TASK INSTRUCTIONS: Give the number of lines below that hold "usvg", and only that.

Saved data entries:
- Opening Delimiter -

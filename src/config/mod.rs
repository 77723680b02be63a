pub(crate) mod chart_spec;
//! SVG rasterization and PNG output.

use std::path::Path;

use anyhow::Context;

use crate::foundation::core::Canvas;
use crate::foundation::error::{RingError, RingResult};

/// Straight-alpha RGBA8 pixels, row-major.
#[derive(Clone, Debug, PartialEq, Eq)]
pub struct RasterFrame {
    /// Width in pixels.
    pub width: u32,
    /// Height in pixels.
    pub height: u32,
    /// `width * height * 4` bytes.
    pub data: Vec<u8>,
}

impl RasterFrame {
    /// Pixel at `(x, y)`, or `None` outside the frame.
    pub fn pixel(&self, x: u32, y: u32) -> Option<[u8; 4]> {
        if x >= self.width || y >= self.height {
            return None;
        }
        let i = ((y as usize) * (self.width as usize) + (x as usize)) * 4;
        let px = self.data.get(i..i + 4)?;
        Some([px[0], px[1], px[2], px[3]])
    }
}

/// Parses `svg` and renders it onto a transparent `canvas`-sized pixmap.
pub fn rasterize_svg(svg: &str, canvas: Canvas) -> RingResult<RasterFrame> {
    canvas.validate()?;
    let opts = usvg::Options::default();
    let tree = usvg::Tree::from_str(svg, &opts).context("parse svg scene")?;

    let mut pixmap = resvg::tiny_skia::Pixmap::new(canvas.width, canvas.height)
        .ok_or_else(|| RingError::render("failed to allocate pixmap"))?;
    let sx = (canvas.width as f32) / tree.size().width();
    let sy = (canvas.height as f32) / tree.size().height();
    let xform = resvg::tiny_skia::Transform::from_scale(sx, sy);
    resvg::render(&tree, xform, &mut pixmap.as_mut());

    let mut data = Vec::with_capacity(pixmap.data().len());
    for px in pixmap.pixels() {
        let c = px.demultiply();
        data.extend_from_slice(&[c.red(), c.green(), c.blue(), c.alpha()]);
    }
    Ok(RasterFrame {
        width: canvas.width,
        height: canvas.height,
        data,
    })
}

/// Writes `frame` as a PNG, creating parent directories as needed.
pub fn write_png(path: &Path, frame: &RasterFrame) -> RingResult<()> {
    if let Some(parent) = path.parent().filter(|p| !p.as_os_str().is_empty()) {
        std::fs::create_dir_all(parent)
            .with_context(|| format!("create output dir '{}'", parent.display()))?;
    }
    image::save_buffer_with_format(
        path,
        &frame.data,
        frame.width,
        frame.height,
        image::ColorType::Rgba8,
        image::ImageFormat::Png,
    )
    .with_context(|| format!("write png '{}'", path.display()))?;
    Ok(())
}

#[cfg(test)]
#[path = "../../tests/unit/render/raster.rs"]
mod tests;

- Closing Delimiter -

OUTPUT OF THE EXERCISE: 2